Introduction to Node.js
This post is a getting started guide to Node.js, the server-side JavaScript runtime environment. Node.js is built on top of the Google Chrome V8 JavaScript engine, and it's mainly used to create web servers - but it's not limited to that
Node.js is a runtime environment for JavaScript that runs on the server.
Node.js is open source, cross-platform, and since its introduction in 2009, it got hugely popular and now plays a significant role in the web development scene. If GitHub stars are one popularity indication factor, having 58000+ stars means being very popular.
Node.js runs the V8 JavaScript engine, the core of Google Chrome, outside of the browser. Node.js is able to leverage the work of the engineers that made (and will continue to make) the Chrome JavaScript runtime blazing fast, and this allows Node.js to benefit from the huge performance improvements and the Just-In-Time compilation that V8 performs. Thanks to this, JavaScript code running in Node.js can become very performant.

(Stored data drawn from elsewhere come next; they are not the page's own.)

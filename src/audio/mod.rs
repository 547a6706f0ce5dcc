mod backend;
mod capture;
pub mod codec;
mod dsp;
mod playback;

pub use backend::AudioBackend;
pub use capture::{CaptureSource, FrameAssembler, FrameCallback};
pub use codec::AudioPayload;
pub use dsp::{calculate_rms, resample, rms_to_level, to_i16_sample, to_u16_sample};
pub use playback::{PcmBuffer, PlaybackScheduler, PlaybackSink, Timeline};

#[cfg(feature = "device")]
pub use backend::CpalBackend;
#[cfg(feature = "device")]
pub use capture::{list_input_devices, DeviceCapture};
#[cfg(feature = "device")]
pub use playback::{list_output_devices, DevicePlayback};

/// Microphone rate expected by the remote model
pub const INPUT_SAMPLE_RATE: u32 = 16000;
/// Rate of the audio the remote model speaks back
pub const OUTPUT_SAMPLE_RATE: u32 = 24000;
/// Samples per captured frame (~256ms at 16kHz)
pub const FRAME_SIZE: usize = 4096;
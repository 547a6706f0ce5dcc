use crate::error::Result;

use super::dsp::downmix;

/// Receives each complete mono frame from the capture thread
pub type FrameCallback = Box<dyn FnMut(Vec<f32>) + Send + 'static>;

/// A microphone that pushes fixed-size frames once started.
///
/// A source is single-use: after `stop()` it cannot be started again, the
/// owner acquires a fresh one instead.
pub trait CaptureSource: Send {
    /// Start delivering frames to `on_frame`
    fn start(&mut self, on_frame: FrameCallback) -> Result<()>;

    /// Release the device. Calling it twice is a no-op.
    fn stop(&mut self);
}

/// Cuts device callbacks into mono frames at the target rate.
///
/// Resampling runs across callback boundaries: the fractional read position and
/// the last sample of the previous callback carry over, so callback sizes never
/// shift the output timing.
pub struct FrameAssembler {
    channels: usize,
    /// Input samples advanced per output sample
    step: f64,
    frame_size: usize,
    pending: Vec<f32>,
    /// Next read position, relative to the start of the upcoming callback.
    /// Negative positions fall between `last` and the first new sample.
    position: f64,
    last: Option<f32>,
}

impl FrameAssembler {
    pub fn new(device_rate: u32, channels: u16, target_rate: u32, frame_size: usize) -> Self {
        Self {
            channels: channels.max(1) as usize,
            step: device_rate.max(1) as f64 / target_rate.max(1) as f64,
            frame_size: frame_size.max(1),
            pending: Vec::with_capacity(frame_size * 2),
            position: 0.0,
            last: None,
        }
    }

    /// Feed interleaved device samples, emitting every completed frame
    pub fn push<F>(&mut self, data: &[f32], mut emit: F)
    where
        F: FnMut(Vec<f32>),
    {
        let mono = downmix(data, self.channels);
        if (self.step - 1.0).abs() < f64::EPSILON {
            self.pending.extend_from_slice(&mono);
        } else {
            self.resample_into_pending(&mono);
        }

        while self.pending.len() >= self.frame_size {
            let frame: Vec<f32> = self.pending.drain(..self.frame_size).collect();
            emit(frame);
        }
    }

    fn resample_into_pending(&mut self, mono: &[f32]) {
        let Some(&newest) = mono.last() else {
            return;
        };
        let end = (mono.len() - 1) as f64;
        let last = self.last;
        let sample_at = |index: isize| -> f32 {
            if index < 0 {
                last.unwrap_or(mono[0])
            } else {
                mono[index as usize]
            }
        };

        let mut position = self.position;
        while position <= end {
            let floor = position.floor();
            let frac = (position - floor) as f32;
            let index = floor as isize;
            let s1 = sample_at(index);
            let s2 = if frac > 0.0 { sample_at(index + 1) } else { s1 };
            self.pending.push(s1 + (s2 - s1) * frac);
            position += self.step;
        }

        self.position = position - mono.len() as f64;
        self.last = Some(newest);
    }

    /// Samples waiting for the next frame boundary
    pub fn pending_len(&self) -> usize {
        self.pending.len()
    }
}

#[cfg(feature = "device")]
pub use self::device::{list_input_devices, DeviceCapture};

#[cfg(feature = "device")]
mod device {
    use cpal::traits::{DeviceTrait, HostTrait, StreamTrait};
    use cpal::{Device, SampleFormat, Stream, StreamConfig};

    use super::{CaptureSource, FrameAssembler, FrameCallback};
    use crate::error::{LiveError, Result};

    /// List available input devices
    pub fn list_input_devices() -> Result<Vec<String>> {
        let host = cpal::default_host();
        let devices = host
            .input_devices()
            .map_err(|e| LiveError::DeviceUnavailable(format!("Failed to enumerate input devices: {}", e)))?;

        Ok(devices.filter_map(|d| d.name().ok()).collect())
    }

    /// Microphone capture using cpal
    pub struct DeviceCapture {
        device: Device,
        stream: Option<Stream>,
        target_rate: u32,
        frame_size: usize,
        stopped: bool,
    }

    // Safety: the stream is only touched from the owning session under its lock
    unsafe impl Send for DeviceCapture {}

    impl DeviceCapture {
        /// Acquire an input device by name, or the default one
        pub fn open(device_name: Option<&str>, target_rate: u32, frame_size: usize) -> Result<Self> {
            let host = cpal::default_host();
            let device = match device_name {
                Some(name) => host
                    .input_devices()
                    .map_err(|e| LiveError::DeviceUnavailable(format!("Failed to enumerate devices: {}", e)))?
                    .find(|d| d.name().map(|n| n == name).unwrap_or(false))
                    .ok_or_else(|| LiveError::DeviceUnavailable(format!("Device '{}' not found", name)))?,
                None => host
                    .default_input_device()
                    .ok_or_else(|| LiveError::DeviceUnavailable("No default input device".to_string()))?,
            };

            tracing::info!("Acquired input device: {}", device.name().unwrap_or_default());

            Ok(Self {
                device,
                stream: None,
                target_rate,
                frame_size,
                stopped: false,
            })
        }

        fn build<T, C>(
            &self,
            config: &StreamConfig,
            mut assembler: FrameAssembler,
            mut on_frame: FrameCallback,
            convert: C,
        ) -> Result<Stream>
        where
            T: cpal::SizedSample,
            C: Fn(T) -> f32 + Send + 'static,
        {
            self.device
                .build_input_stream(
                    config,
                    move |data: &[T], _: &cpal::InputCallbackInfo| {
                        let samples: Vec<f32> = data.iter().map(|&s| convert(s)).collect();
                        assembler.push(&samples, |frame| on_frame(frame));
                    },
                    |err| {
                        tracing::error!("Audio capture error: {}", err);
                    },
                    None,
                )
                .map_err(map_build_error)
        }
    }

    impl CaptureSource for DeviceCapture {
        fn start(&mut self, on_frame: FrameCallback) -> Result<()> {
            if self.stopped {
                return Err(LiveError::DeviceUnavailable("capture source already stopped".to_string()));
            }
            if self.stream.is_some() {
                return Ok(());
            }

            let supported_config = self.device.default_input_config().map_err(|e| match e {
                cpal::DefaultStreamConfigError::DeviceNotAvailable => {
                    LiveError::DeviceUnavailable("input device disconnected".to_string())
                }
                other => LiveError::DeviceUnavailable(other.to_string()),
            })?;

            tracing::info!(
                "Using capture config: {} Hz, {} channels, {:?}",
                supported_config.sample_rate().0,
                supported_config.channels(),
                supported_config.sample_format()
            );

            let config = supported_config.config();
            let assembler = FrameAssembler::new(
                config.sample_rate.0,
                config.channels,
                self.target_rate,
                self.frame_size,
            );

            let stream = match supported_config.sample_format() {
                SampleFormat::F32 => self.build::<f32, _>(&config, assembler, on_frame, |s| s),
                SampleFormat::I16 => {
                    self.build::<i16, _>(&config, assembler, on_frame, |s| s as f32 / 32768.0)
                }
                SampleFormat::U16 => self.build::<u16, _>(&config, assembler, on_frame, |s| {
                    (s as f32 / u16::MAX as f32) * 2.0 - 1.0
                }),
                format => {
                    return Err(LiveError::DeviceUnavailable(format!(
                        "Unsupported sample format: {:?}",
                        format
                    )));
                }
            }?;

            stream
                .play()
                .map_err(|e| LiveError::DeviceUnavailable(format!("Failed to start capture: {}", e)))?;

            self.stream = Some(stream);
            tracing::info!("Audio capture started");
            Ok(())
        }

        fn stop(&mut self) {
            if self.stopped {
                return;
            }
            self.stopped = true;
            // Dropping the stream ends the device callbacks
            self.stream = None;
            tracing::info!("Audio capture stopped");
        }
    }

    impl Drop for DeviceCapture {
        fn drop(&mut self) {
            self.stop();
        }
    }

    fn looks_like_permission(description: &str) -> bool {
        let lower = description.to_lowercase();
        lower.contains("permission") || lower.contains("denied") || lower.contains("not authorized")
    }

    fn map_build_error(err: cpal::BuildStreamError) -> LiveError {
        match err {
            cpal::BuildStreamError::DeviceNotAvailable => {
                LiveError::DeviceUnavailable("input device disconnected".to_string())
            }
            cpal::BuildStreamError::BackendSpecific { err } if looks_like_permission(&err.description) => {
                LiveError::PermissionDenied
            }
            other => LiveError::DeviceUnavailable(format!("Failed to build input stream: {}", other)),
        }
    }
}

#[cfg(test)]
mod tests {
    use super::*;

    #[test]
    fn test_frames_are_exact_size() {
        let mut assembler = FrameAssembler::new(16000, 1, 16000, 4096);
        let mut frames = Vec::new();

        // device callbacks rarely line up with frame boundaries
        for _ in 0..5 {
            assembler.push(&vec![0.1f32; 1000], |f| frames.push(f));
        }
        assert_eq!(frames.len(), 1);
        assert_eq!(frames[0].len(), 4096);
        assert_eq!(assembler.pending_len(), 5000 - 4096);

        assembler.push(&vec![0.1f32; 4000], |f| frames.push(f));
        assert_eq!(frames.len(), 2);
    }

    #[test]
    fn test_stereo_48k_to_mono_16k() {
        let mut assembler = FrameAssembler::new(48000, 2, 16000, 160);
        let mut frames = Vec::new();

        // 10ms of stereo at 48kHz: 480 frames, 960 interleaved samples
        let data: Vec<f32> = (0..960).map(|i| if i % 2 == 0 { 0.5 } else { 0.0 }).collect();
        assembler.push(&data, |f| frames.push(f));

        assert_eq!(frames.len(), 1);
        assert!(frames[0].iter().all(|s| (s - 0.25).abs() < 1e-6));
        assert_eq!(assembler.pending_len(), 0);
    }

    #[test]
    fn test_small_callbacks_do_not_drift() {
        let mut assembler = FrameAssembler::new(44100, 1, 16000, 1);
        let mut produced = 0usize;

        // one second of 512-sample callbacks
        let callbacks = 44100 / 512;
        for _ in 0..callbacks {
            assembler.push(&[0.0f32; 512], |_| produced += 1);
        }

        let expected = (callbacks * 512) as f64 * 16000.0 / 44100.0;
        assert!((produced as f64 - expected).abs() <= 1.0, "{} vs {}", produced, expected);
    }

    #[test]
    fn test_resampling_is_continuous_across_callbacks() {
        let mut assembler = FrameAssembler::new(44100, 1, 16000, 1);
        let mut output = Vec::new();

        // a ramp stays a ramp however the input is split
        let ramp: Vec<f32> = (0..4410).map(|i| i as f32 * 0.0001).collect();
        for chunk in ramp.chunks(97) {
            assembler.push(chunk, |f| output.extend(f));
        }

        let step = 44100.0 / 16000.0;
        assert!(output.len() > 1500);
        for (k, sample) in output.iter().enumerate() {
            let expected = (k as f64 * step * 0.0001) as f32;
            assert!((sample - expected).abs() < 1e-4, "sample {}: {} vs {}", k, sample, expected);
        }
    }
}
pub mod protocol;
mod session;
mod transcript;
pub mod transport;

pub use session::{ConnectionState, LiveSession, SessionEvent};
pub use transcript::{PendingTurn, TranscriptAggregator, Turn};
pub use transport::{EventSender, SessionTransport, TransportEvent, TransportHandle, WebSocketTransport};
impl TargetReport {
    fn new(target: Target) -> Self {
        Self {
            target,
            phase: TargetPhase::Idle,
            stats: CrawlStats::default(),
            details: 0,
        }
    }

    fn advance(&mut self, phase: TargetPhase) {
        log::debug!("{}: {:?} -> {:?}", self.target, self.phase, phase);
        self.phase = phase;
    }
}

/// What happened to the adapter step.
#[derive(Debug, Clone, PartialEq, Eq)]
pub enum OutputOutcome {
    Written { adapter: String, key: String },
    AdapterNotFound(String),
}

/// Summary of a whole run.
#[derive(Debug, Clone)]
pub struct CrawlReport {
    pub targets: Vec<TargetReport>,
    /// Length of the aggregate handed to the adapter
    pub total: usize,
    pub output: OutputOutcome,
    pub elapsed: Duration,
}

impl CrawlReport {
    /// Counters summed over every target.
    pub fn totals(&self) -> CrawlStats {
        self.targets
            .iter()
            .fold(CrawlStats::default(), |acc, t| CrawlStats {
                meta: acc.meta + t.stats.meta,
                meta_departments: acc.meta_departments + t.stats.meta_departments,
                parsed: acc.parsed + t.stats.parsed,
                skipped: acc.skipped + t.stats.skipped,
                failed: acc.failed + t.stats.failed,
            })
    }

    /// Log the final summary.
    pub fn log_summary(&self) {
        let totals = self.totals();
        let targets: Vec<String> = self.targets.iter().map(|t| t.target.to_string()).collect();
        let output = match &self.output {
            OutputOutcome::Written { key, .. } => key.clone(),
            OutputOutcome::AdapterNotFound(id) => format!("not written (unknown adapter {id})"),
        };

        report::summary(
            "Crawl complete",
            &[
                ("Targets", targets.join(", ")),
                ("Courses", self.total.to_string()),
                ("Metadata", totals.meta.to_string()),
                ("Departments", totals.meta_departments.to_string()),
                ("Parsed", totals.parsed.to_string()),
                ("Skipped", totals.skipped.to_string()),
                ("Failed", totals.failed.to_string()),
                ("Output", output),
                ("Elapsed", report::format_elapsed(self.elapsed)),
            ],
        );
    }
}

/// Drives both phases for each target and writes the adapter output.
pub struct Crawler {
    source: Arc<dyn CourseSource>,
    storage: LocalStorage,
}

impl Crawler {
    pub fn new(source: Arc<dyn CourseSource>, storage: LocalStorage) -> Self {
        Self { source, storage }
    }

    /// Crawl every target in order, then hand the aggregate to the adapter.
    ///
    /// Per-course and per-department failures only show up in the counters.
    /// An unknown adapter leaves the cache populated and is reported in
    /// [`CrawlReport::output`]. Errors are returned for a zero concurrency,
    /// an empty target list, an adapter failure or a failed output write.
    pub async fn run(&self, options: &CrawlOptions) -> Result<CrawlReport> {
        let started = Instant::now();
        if options.targets.is_empty() {
            return Err(AppError::validation("at least one target is required"));
        }

        let departments = unique_departments(&options.departments);

        let ctx = CrawlContext {
            source: Arc::clone(&self.source),
            storage: self.storage.clone(),
            concurrency: options.concurrency,
            force: options.force,
        };

        let mut reports = Vec::with_capacity(options.targets.len());
        let mut aggregate: Vec<CourseDetail> = Vec::new();

        for (index, &target) in options.targets.iter().enumerate() {
            report::step(
                index + 1,
                options.targets.len(),
                &format!("Crawling {target} ({} departments)", departments.len()),
            );

            let mut target_report = TargetReport::new(target);
            let counters = Arc::new(CrawlCounters::new());

            target_report.advance(TargetPhase::CollectingMetadata);
            let metas = collect_metadata(&ctx, target, &departments, &counters).await?;

            target_report.advance(TargetPhase::CollectingDetail);
            let details = collect_details(&ctx, target, metas, &counters).await?;

            target_report.advance(TargetPhase::Done);
            target_report.stats = counters.snapshot();
            target_report.details = details.len();
            reports.push(target_report);

            aggregate.extend(details);
        }

        let total = aggregate.len();
        let output = self.write_output(&options.adapter, &options.targets, aggregate).await?;

        Ok(CrawlReport {
            targets: reports,
            total,
            output,
            elapsed: started.elapsed(),
        })
    }

    async fn write_output(
        &self,
        adapter_id: &str,
        targets: &[Target],
        courses: Vec<CourseDetail>,
    ) -> Result<OutputOutcome> {
        let adapter = match adapters::create(adapter_id) {
            Ok(adapter) => adapter,
            Err(e) => {
                let known: Vec<&str> = adapters::ids().collect();
                log::error!("{e}; available adapters: {}", known.join(", "));
                return Ok(OutputOutcome::AdapterNotFound(adapter_id.to_string()));
            }
        };

        let key = storage::output_key(adapter.id(), targets)?;
        let document = adapter.process(courses)?;
        self.storage.write_json_compact(&key, &document).await?;
        log::info!("Saved {} output to {}", adapter.id(), self.storage.path(&key).display());

        Ok(OutputOutcome::Written {
            adapter: adapter.id().to_string(),
            key,
        })
    }
}
// src/models/target.rs

//! Academic term targets.

use std::fmt;
use std::str::FromStr;

use chrono::{Datelike, Local, NaiveDate};
use serde::{Deserialize, Serialize};

use crate::error::AppError;

/// Offset between the Gregorian and ROC calendar years.
const ROC_OFFSET: i32 = 1911;

/// One academic term to crawl, written `YEAR-TERM` (e.g. `110-1`).
#[derive(Debug, Clone, Copy, PartialEq, Eq, Hash, PartialOrd, Ord, Serialize, Deserialize)]
pub struct Target {
    pub year: u16,
    pub term: u8,
}

impl Target {
    pub fn new(year: u16, term: u8) -> Self {
        Self { year, term }
    }

    /// The term in session on the given date.
    ///
    /// Term 1 runs August through January, term 2 February through July.
    pub fn for_date(date: NaiveDate) -> Self {
        let roc_year = date.year() - ROC_OFFSET;
        let (year, term) = match date.month() {
            8..=12 => (roc_year, 1),
            1 => (roc_year - 1, 1),
            _ => (roc_year - 1, 2),
        };
        Self {
            year: year.max(0) as u16,
            term,
        }
    }

    /// The term in session today.
    pub fn current() -> Self {
        Self::for_date(Local::now().date_naive())
    }

    /// Join several targets into the name used for adapter output files.
    pub fn join(targets: &[Target]) -> String {
        targets
            .iter()
            .map(Target::to_string)
            .collect::<Vec<_>>()
            .join("$")
    }
}

impl fmt::Display for Target {
    fn fmt(&self, f: &mut fmt::Formatter<'_>) -> fmt::Result {
        write!(f, "{}-{}", self.year, self.term)
    }
}

impl FromStr for Target {
    type Err = AppError;

    fn from_str(s: &str) -> Result<Self, Self::Err> {
        let invalid = || AppError::validation(format!("invalid target '{s}', expected YEAR-TERM"));

        let (year, term) = s.trim().split_once('-').ok_or_else(invalid)?;
        let year: u16 = year.parse().map_err(|_| invalid())?;
        let term: u8 = term.parse().map_err(|_| invalid())?;
        if term == 0 {
            return Err(invalid());
        }

        Ok(Self { year, term })
    }
}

A Node.js app is run by a single process, without creating a new thread for every request. Node provides a set of asynchronous I/O primitives in its standard library that will prevent JavaScript code from blocking and generally, libraries in Node.js are written using non-blocking paradigms, making a blocking behavior an exception rather than the normal.
When Node.js needs to perform an I/O operation, like reading from the network, access a database or the filesystem, instead of blocking the thread Node.js will resume the operations when the response comes back, instead of wasting CPU cycles waiting.
This allows Node.js to handle thousands of concurrent connections with a single server without introducing the burden of managing threads concurrency, which would be a major source of bugs.
Node.js has a unique advantage because millions of frontend developers that write JavaScript for the browser are now able to run the server-side code and frontend-side code without the need to learn a completely different language.
In Node.js the new ECMAScript standards can be used without problems, as you don’t have to wait for all your users to update their browsers - you are in charge of deciding which ECMAScript version to use by changing the Node.js version, and you can also enable specific experimental features by running Node with flags.
Node.js has a huge number of libraries
npm
with its simple structure helped the ecosystem of node.js proliferate and now the npm registry hosts almost 500.000 open source packages you can freely use.
An example Node.js application
The most common example Hello World of Node.js is a web server:
const http = require('http')
const hostname = '127.0.0.1'
const port = 3000
const server = http.createServer((req, res) => {
res.statusCode = 200
res.setHeader('Content-Type', 'text/plain')
res.end('Hello World\n')
})
server.listen(port, hostname, () => {
console.log(`Server running at http://${hostname}:${port}/`)
})
To run this snippet, save it as a server.js
file and run node server.js
in your terminal.
This code first includes the Node.js http
module.
Node.js has an amazing standard library, including a first-class support for networking.
The createServer()
method of http
creates a new HTTP server and returns it.
The server is set to listen on the specified port and hostname. When the server is ready, the callback function is called, in this case informing us that the server is running.
Whenever a new request is received, the request
event is called, providing two objects: a request (an http.IncomingMessage
object) and a response (an http.ServerResponse
object).
Those 2 objects are essential to handle the HTTP call.
The first provides the request details. In this simple example, this is not used, but you could access the request headers and request data.
The second is used to return data to the caller.
In this case with
res.statusCode = 200
we set the statusCode property to 200, to indicate a successful response.
We set the Content-Type header:
res.setHeader('Content-Type', 'text/plain')
and we end close the response, adding the content as an argument to end()
:
res.end('Hello World\n')
Node.js frameworks and tools
Node.js is a low-level platform, and to make things easier and more interesting for developers thousands of libraries were built upon Node.js.
Many of those established over time as popular options. Here is a non-comprehensive list of the ones I consider very relevant and worth learning:
- Express, one of the most simple yet powerful ways to create a web server. Its minimalist approach, unopinionated, focused on the core features of a server, is key to its success.
- Meteor, an incredibly powerful full-stack framework, powering you with an isomorphic approach to building apps with JavaScript, sharing code on the client and the server. Once an off-the-shelf tool that provided everything, now integrates with frontend libs React, Vue and Angular. Can be used to create mobile apps as well.
- koa, built by the same team behind Express, aims to be even simpler and smaller, building on top of years of knowledge. The new project born out of the need to create incompatible changes without disrupting the existing community.
- Next.js, a framework to render server-side rendered React applications.
- Micro, a very lightweight server to create asynchronous HTTP microservices.
- Socket.io, a real-time communication engine to build network applications.